Комизм по определению условнее, чем трагизм, ребенок рождается плачущим, и его еще нужно научить улыбаться, и лучше Евгения Павловича Леонова тут не было учителя. А его учитель Андрей Александрович Гончаров так сказал: «Евгений Леонов был великим русским комиком. А знаете, что такое русский комик? Это обязательно, непременно — еще и трагик, в нем должна быть романтическая слеза, звучать интонация трагедии».
Кстати, и собственно политикой Леонов очень даже интересовался.
«В позапрошлом году (в 1991-м. — З.Е.) выписал кипу газет, и все читал, сопоставлял, не для того, чтобы заняться политикой, — просто хотелось найти истину. Но увидел: опять нам говорят похожие слова. Вроде бы немножко разные, но своей стертостью похожие на те, что были вчера. Мне лично кажется, что сама по себе политика — дело чистое. А вот насчет людей, которые ее делают, — тут надо разговаривать. Я же зрячий и вижу: всё крутится вокруг карьеры этих людей. Это так всё читается… Я просто актер. Но я всё это вижу. И лица депутатские, и уровень их разговоров…»
Видел бы он депутатские лица теперешнего разлива и уровень их разговоров…
Уходя из «Ленкома», обращаю внимание: на доске объявлений — вырезки из газет и журналов разных лет давности, почти обо всех актерах, а о Леонове — не нашла. После выхода номера мстительно вырезаю свое интервью, захватываю кнопочки — и в театр… А вахтерша, улыбаясь, говорит: «Вы — автор? А мы уже все прочитали… Саша Абдулов где-то вашу газету нарыл. Прибежал, как и вы, — с кнопочками, повесил…»
Кто такие актеры? Люди, которые учат чужие тексты. И играют людей. А Леонов людей не играл. И человека не играл. Он играл то, что смотрит на человека. Внутренний пейзаж, горизонт, перспективу. Он и сам был этим внутренним пейзажем, горизонтом, перспективой.

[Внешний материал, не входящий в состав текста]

//! Worker error types

use thiserror::Error;

#[derive(Error, Debug)]
pub enum WorkerError {
    #[error("Configuration error: {0}")]
    Config(String),

    #[error("SQS error: {0}")]
    Sqs(String),

    #[error("Secrets Manager error: {0}")]
    SecretsManager(String),

    #[error("Storage error: {0}")]
    Storage(#[from] sqlx::Error),

    /// Process failed to launch or never reached ready. Fatal to one worker.
    #[error("Engine startup error: {0}")]
    EngineStartup(String),

    /// Session used before it completed its handshake, or after close.
    #[error("Engine not ready")]
    EngineNotReady,

    /// I/O or protocol failure on a running session. The session is closed.
    #[error("Engine error: {0}")]
    Engine(String),

    /// Malformed game record. Fatal to that one game.
    #[error("Parse error: {0}")]
    Parse(String),

    /// Malformed queue payload. The message is deleted, never retried.
    #[error("Queue decode error: {0}")]
    QueueDecode(String),

    #[error("Job deadline exceeded")]
    DeadlineExceeded,

    #[error("No engine could be started for the batch")]
    NoEngines,

    #[error("Batch incomplete: {untried} games were never analyzed")]
    IncompleteBatch { untried: usize },
}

Он играл природу человеческую. Так художник вставляет в картину человеческую фигурку, чтобы масштаб всего подчеркнуть: и реки, и леса, и ландшафта.
Леонов был масштабом человека-страны.
Мы смотрели на него и понимали: быть свободным и духовным, быть человеком чести и идеала — это нормально и весело.
Он подарил нам шестьдесят семь лет своей жизни, чтобы мы знали: гении бывают только живыми.